Além disso, vivemos um momento de forte vigilância jurídica. Os Tribunais Superiores, incluindo o STF, têm consolidado o entendimento de que verbas indenizatórias não podem servir de “atalho” para inflar rendimentos. O Judiciário tem sido enfático: a verba pública deve custear o serviço, não enriquecer o agente político.

Crítica construtiva: por uma gestão ética e auditável

É compreensível que a atividade parlamentar gere custos, como deslocamentos e consultorias técnicas. No entanto, o modelo de “cota direta” é arcaico. Para que a CEAP não seja vista como um privilégio imoral, propomos mudanças urgentes:

1. Gestão Centralizada e Técnica: Os recursos não deveriam ser depositados ou geridos diretamente pelo vereador, mas sim por uma unidade administrativa da Câmara, que efetuaria os pagamentos após rigorosa conferência.

2. Auditoria e Transparência Real: Cada nota fiscal deve ser publicada em tempo real no Portal da Transparência, permitindo que qualquer cidadão fiscalize se o gasto foi com interesse público ou interesse privado.

3. Controle Social: A criação de um conselho de ética ou auditoria externa para validar esses gastos, garantindo que o dinheiro não financie autopromoção ou despesas pessoais disfarçadas.

Conclusão

A Câmara de Bom Despacho tem a oportunidade de ouvir a irritação legítima da população e rever essa resolução. A política moderna exige austeridade e empatia com a realidade financeira do povo. Os vereadores devem decidir como querem ser lembrados: como líderes que fortaleceram as instituições ou como aqueles que, em um momento de crise, preferiram olhar apenas para o próprio gabinete.

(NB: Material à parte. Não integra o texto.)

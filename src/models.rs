//! Records shared between the monitoring components and the store.

use chrono::{DateTime, NaiveDate, SubsecRound, Utc};
use serde::{Deserialize, Serialize};
use std::collections::BTreeMap;

/// One executed command, as persisted by the event recorder
#[derive(Debug, Clone, PartialEq, Serialize, Deserialize)]
pub struct CommandEvent {
    /// Store-assigned id, `None` until persisted
    pub id: Option<i64>,
    pub guild_id: String,
    pub guild_name: String,
    pub user_id: String,
    pub username: String,
    pub command: String,
    pub parameters: BTreeMap<String, serde_json::Value>,
    /// Seconds
    pub duration: f64,
    pub success: bool,
    pub error_message: Option<String>,
    pub timestamp: DateTime<Utc>,
}

impl CommandEvent {
    /// A successful, zero-duration event stamped now
    pub fn new(guild_id: &str, user_id: &str, command: &str) -> Self {
        CommandEvent {
            id: None,
            guild_id: guild_id.to_string(),
            guild_name: String::new(),
            user_id: user_id.to_string(),
            username: String::new(),
            command: command.to_string(),
            parameters: BTreeMap::new(),
            duration: 0.0,
            success: true,
            error_message: None,
            // Microseconds is what the store keeps
            timestamp: Utc::now().trunc_subsecs(6),
        }
    }

    pub fn guild_name(mut self, name: &str) -> Self {
        self.guild_name = name.to_string();
        self
    }

    pub fn username(mut self, name: &str) -> Self {
        self.username = name.to_string();
        self
    }

    pub fn parameter(mut self, key: &str, value: impl Into<serde_json::Value>) -> Self {
        self.parameters.insert(key.to_string(), value.into());
        self
    }

    pub fn duration(mut self, seconds: f64) -> Self {
        self.duration = seconds;
        self
    }

    pub fn failed(mut self, message: &str) -> Self {
        self.success = false;
        self.error_message = Some(message.to_string());
        self
    }

    pub fn at(mut self, timestamp: DateTime<Utc>) -> Self {
        self.timestamp = timestamp.trunc_subsecs(6);
        self
    }
}

/// Query over persisted command events
#[derive(Debug, Clone, Default)]
pub struct EventFilter {
    pub guild_id: Option<String>,
    pub user_id: Option<String>,
    pub command: Option<String>,
    /// Inclusive lower bound
    pub since: Option<DateTime<Utc>>,
    /// Exclusive upper bound
    pub until: Option<DateTime<Utc>>,
    pub success_only: bool,
    pub limit: Option<usize>,
}

impl EventFilter {
    pub fn guild(mut self, guild_id: &str) -> Self {
        self.guild_id = Some(guild_id.to_string());
        self
    }

    pub fn user(mut self, user_id: &str) -> Self {
        self.user_id = Some(user_id.to_string());
        self
    }

    pub fn command(mut self, command: &str) -> Self {
        self.command = Some(command.to_string());
        self
    }

    pub fn since(mut self, since: DateTime<Utc>) -> Self {
        self.since = Some(since);
        self
    }

    pub fn until(mut self, until: DateTime<Utc>) -> Self {
        self.until = Some(until);
        self
    }

    pub fn success_only(mut self) -> Self {
        self.success_only = true;
        self
    }
}

/// Per-guild counters for one UTC calendar day
#[derive(Debug, Clone, PartialEq, Serialize, Deserialize)]
pub struct DailyStat {
    pub guild_id: String,
    pub date: NaiveDate,
    pub songs_played: i64,
    /// Seconds
    pub total_playtime: i64,
    pub total_skips: i64,
    pub total_pauses: i64,
    pub commands_executed: i64,
    pub unique_users: i64,
}

impl DailyStat {
    /// Zeroed row for a day nothing was recorded on
    pub fn empty(guild_id: &str, date: NaiveDate) -> Self {
        DailyStat {
            guild_id: guild_id.to_string(),
            date,
            songs_played: 0,
            total_playtime: 0,
            total_skips: 0,
            total_pauses: 0,
            commands_executed: 0,
            unique_users: 0,
        }
    }

    pub fn has_activity(&self) -> bool {
        self.songs_played > 0
            || self.total_playtime > 0
            || self.total_skips > 0
            || self.total_pauses > 0
            || self.commands_executed > 0
            || self.unique_users > 0
    }
}

/// Increments applied to a daily row in one upsert
#[derive(Debug, Clone, Default, PartialEq)]
pub struct DailyDelta {
    pub songs_played: i64,
    pub playtime: i64,
    pub skips: i64,
    pub pauses: i64,
    pub commands: i64,
    /// Added to the day's unique-user set
    pub user_id: Option<String>,
}
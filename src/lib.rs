// Shared types and configuration
pub mod clock;
pub mod config;
pub mod error;
pub mod models;

// Storage
pub mod database;

// Monitoring components
pub mod event_recorder;
pub mod health;
pub mod metrics_cache;
pub mod performance;
pub mod usage;

// Wiring
pub mod monitoring;

pub use clock::{Clock, ManualClock, SystemClock};
pub use config::{HealthThresholds, MonitoringConfig, PerformanceThresholds};
pub use database::{Database, Store};
pub use error::{safe_execute, with_timeout, MonitorError, Outcome};
pub use models::{CommandEvent, DailyDelta, DailyStat, EventFilter};

pub use event_recorder::{CommandCount, CommandStats, EventRecorder};
pub use health::{
    ComponentStatus, CpuReading, HealthEvaluator, HealthReport, HealthSample, MemoryReading, OverallStatus,
    ResourceSampler, SysinfoSampler,
};
pub use metrics_cache::{CacheSummary, MetricSample, MetricsCache, RingBuffer};
pub use monitoring::{create_monitoring_system, MonitoringSystem};
pub use performance::{Bottleneck, CommandPerformance, PerformanceStats, PerformanceTracker, Severity, TimingGuard, TimingKind};
pub use usage::{ReportPeriod, UsageAggregator, UsageReport};
#[cfg(test)]
mod tests {
    use super::*;
    use crate::clock::SystemClock;
    use crate::database::Database;
    use crate::models::CommandEvent;

    struct FixedSampler {
        memory: MemoryReading,
        cpu_percent: f64,
    }

    impl ResourceSampler for FixedSampler {
        fn memory(&self) -> Result<MemoryReading, MonitorError> {
            Ok(self.memory)
        }

        fn cpu(&self) -> Result<CpuReading, MonitorError> {
            Ok(CpuReading {
                percent: self.cpu_percent,
                user_time: 1.5,
                system_time: 0.25,
            })
        }
    }

    fn sampler(memory_percent: u64, cpu_percent: f64) -> Arc<dyn ResourceSampler> {
        Arc::new(FixedSampler {
            memory: MemoryReading {
                rss_bytes: memory_percent * 1024 * 1024,
                vms_bytes: 200 * 1024 * 1024,
                total_bytes: 100 * 1024 * 1024,
            },
            cpu_percent,
        })
    }

    async fn build_evaluator(sampler: Arc<dyn ResourceSampler>, capacity: usize) -> (HealthEvaluator, EventRecorder) {
        let store: Arc<dyn Store> = Arc::new(Database::new(":memory:").await.unwrap());
        let recorder = EventRecorder::new(store.clone(), Arc::new(SystemClock), Duration::from_secs(5)).unwrap();
        let evaluator =
            HealthEvaluator::new(store, recorder.clone(), sampler, HealthThresholds::default(), capacity).unwrap();
        (evaluator, recorder)
    }

    #[test]
    fn test_band_status_edges() {
        assert_eq!(band_status(69.9, 70.0, 85.0), ComponentStatus::Healthy);
        assert_eq!(band_status(70.0, 70.0, 85.0), ComponentStatus::Warning);
        assert_eq!(band_status(84.9, 70.0, 85.0), ComponentStatus::Warning);
        assert_eq!(band_status(85.0, 70.0, 85.0), ComponentStatus::Critical);
    }

    #[test]
    fn test_overall_status_is_worst_of() {
        use ComponentStatus::*;
        assert_eq!(OverallStatus::from_components(&[Healthy, Healthy]), OverallStatus::Healthy);
        assert_eq!(OverallStatus::from_components(&[Healthy, Slow]), OverallStatus::Degraded);
        assert_eq!(OverallStatus::from_components(&[Warning, Healthy]), OverallStatus::Degraded);
        assert_eq!(OverallStatus::from_components(&[Warning, Error]), OverallStatus::Unhealthy);
        assert_eq!(OverallStatus::from_components(&[Critical, Slow]), OverallStatus::Unhealthy);
    }

    #[test]
    fn test_error_rate_bands() {
        let thresholds = HealthThresholds::default();
        assert_eq!(ErrorRateHealth::from_counts(0, 0, &thresholds).status, ComponentStatus::Healthy);
        assert_eq!(ErrorRateHealth::from_counts(100, 4, &thresholds).status, ComponentStatus::Healthy);
        assert_eq!(ErrorRateHealth::from_counts(100, 10, &thresholds).status, ComponentStatus::Warning);
        let critical = ErrorRateHealth::from_counts(10, 2, &thresholds);
        assert_eq!(critical.status, ComponentStatus::Critical);
        assert_eq!(critical.error_rate, 20.0);
    }

    #[test]
    fn test_status_serializes_lowercase() {
        let json = serde_json::to_string(&OverallStatus::Unhealthy).unwrap();
        assert_eq!(json, "\"unhealthy\"");
        let json = serde_json::to_string(&ComponentStatus::Slow).unwrap();
        assert_eq!(json, "\"slow\"");
    }

    #[cfg(target_os = "linux")]
    #[test]
    fn test_parse_proc_stat_handles_spaces_in_name() {
        let stat = "1234 (bot (worker) 1) S 1 1234 1234 0 -1 4194560 100 0 0 0 250 75 0 0 20 0 8 0 100 0 0";
        let (user, system) = parse_proc_stat_times(stat).unwrap();
        assert_eq!(user, 2.5);
        assert_eq!(system, 0.75);
    }

    #[tokio::test]
    async fn test_report_healthy() {
        let (evaluator, _) = build_evaluator(sampler(40, 10.0), 10).await;
        let report = evaluator.report(None).await;

        assert_eq!(report.memory.status, ComponentStatus::Healthy);
        assert_eq!(report.memory.percent, 40.0);
        assert_eq!(report.cpu.user_time, 1.5);
        assert!(report.database.connected);
        assert_eq!(report.database.status, ComponentStatus::Healthy);
        assert_eq!(report.overall_status, OverallStatus::Healthy);
        assert!(report.uptime_seconds >= 0.0);
    }

    #[tokio::test]
    async fn test_report_degrades_on_warning_and_critical() {
        let (evaluator, _) = build_evaluator(sampler(75, 10.0), 10).await;
        assert_eq!(evaluator.report(None).await.overall_status, OverallStatus::Degraded);

        let (evaluator, _) = build_evaluator(sampler(10, 95.0), 10).await;
        let report = evaluator.report(None).await;
        assert_eq!(report.cpu.status, ComponentStatus::Critical);
        assert_eq!(report.overall_status, OverallStatus::Unhealthy);
    }

    #[tokio::test]
    async fn test_error_rate_counts_failed_commands_in_guild() {
        let (evaluator, recorder) = build_evaluator(sampler(10, 1.0), 10).await;
        for i in 0..4 {
            let event = CommandEvent::new("G1", "U1", "play");
            let event = if i == 0 { event.failed("timeout") } else { event };
            assert!(recorder.log(event).await);
        }
        recorder.log(CommandEvent::new("G2", "U1", "play").failed("boom")).await;

        let guild = evaluator.error_rate(Some("G1")).await;
        assert_eq!(guild.total_commands, 4);
        assert_eq!(guild.error_rate, 25.0);
        assert_eq!(guild.status, ComponentStatus::Critical);

        let all = evaluator.error_rate(None).await;
        assert_eq!(all.total_commands, 5);
        assert_eq!(all.failed_commands, 2);
    }

    #[tokio::test]
    async fn test_uptime_counts_from_evaluator_construction() {
        let (evaluator, _) = build_evaluator(sampler(10, 1.0), 10).await;
        tokio::time::sleep(Duration::from_millis(20)).await;
        assert!(evaluator.uptime_seconds() >= 0.02);
    }

    #[tokio::test]
    async fn test_history_is_bounded() {
        let (evaluator, _) = build_evaluator(sampler(10, 1.0), 3).await;
        for _ in 0..5 {
            evaluator.report(None).await;
        }
        let history = evaluator.history().await;
        assert_eq!(history.len(), 3);
        assert!(history.windows(2).all(|pair| pair[0].timestamp <= pair[1].timestamp));
    }

    #[tokio::test]
    async fn test_zero_history_capacity_is_rejected() {
        let store: Arc<dyn Store> = Arc::new(Database::new(":memory:").await.unwrap());
        let recorder = EventRecorder::new(store.clone(), Arc::new(SystemClock), Duration::from_secs(5)).unwrap();
        let result = HealthEvaluator::new(store, recorder, sampler(1, 1.0), HealthThresholds::default(), 0);
        assert!(matches!(result, Err(MonitorError::Config(_))));
    }
}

Notas de apoio e embasamento técnico

• Comparativo de Subsídios: Em 2024/2025, o salário base girava em torno de R$ 5 mil a R$ 10 mil (dependendo da legislatura e recomposições). A adição de R$ 5 mil de CEAP representa um acréscimo de quase 50% a 100% no poder de gasto individual do parlamentar sem o devido desconto de IR sobre essa parcela, já que possui natureza indenizatória.

• Fundamento Legal: A crítica se baseia no Princípio da Moralidade Administrativa (Art. 37, CF) e na Lei de Responsabilidade Fiscal. A ausência de audiência pública fere o princípio da participação popular na gestão pública.

• Jurisprudência: O STF, em julgamentos recentes sobre “penduricalhos” (como o auxílio-aperfeiçoamento e verbas de gabinete excessivas), tem decidido que tais valores devem ser limitados ao estritamente necessário para o serviço, sob pena de serem considerados inconstitucionais por configurar aumento salarial sem lei específica e sem previsão orçamentária clara.

• Cenário Regional: No Centro-Oeste de Minas, cidades de porte similar (como Lagoa da Prata, Santo Antônio do Monte ou Arcos) possuem estruturas de gastos diversos, mas a implementação de uma cota fixa de R$ 5 mil sem auditoria externa rigorosa é um ponto fora da curva na região. (Portal iBOM / Saulo Leles, biólogo, gestor público e servidor federal do TRT14).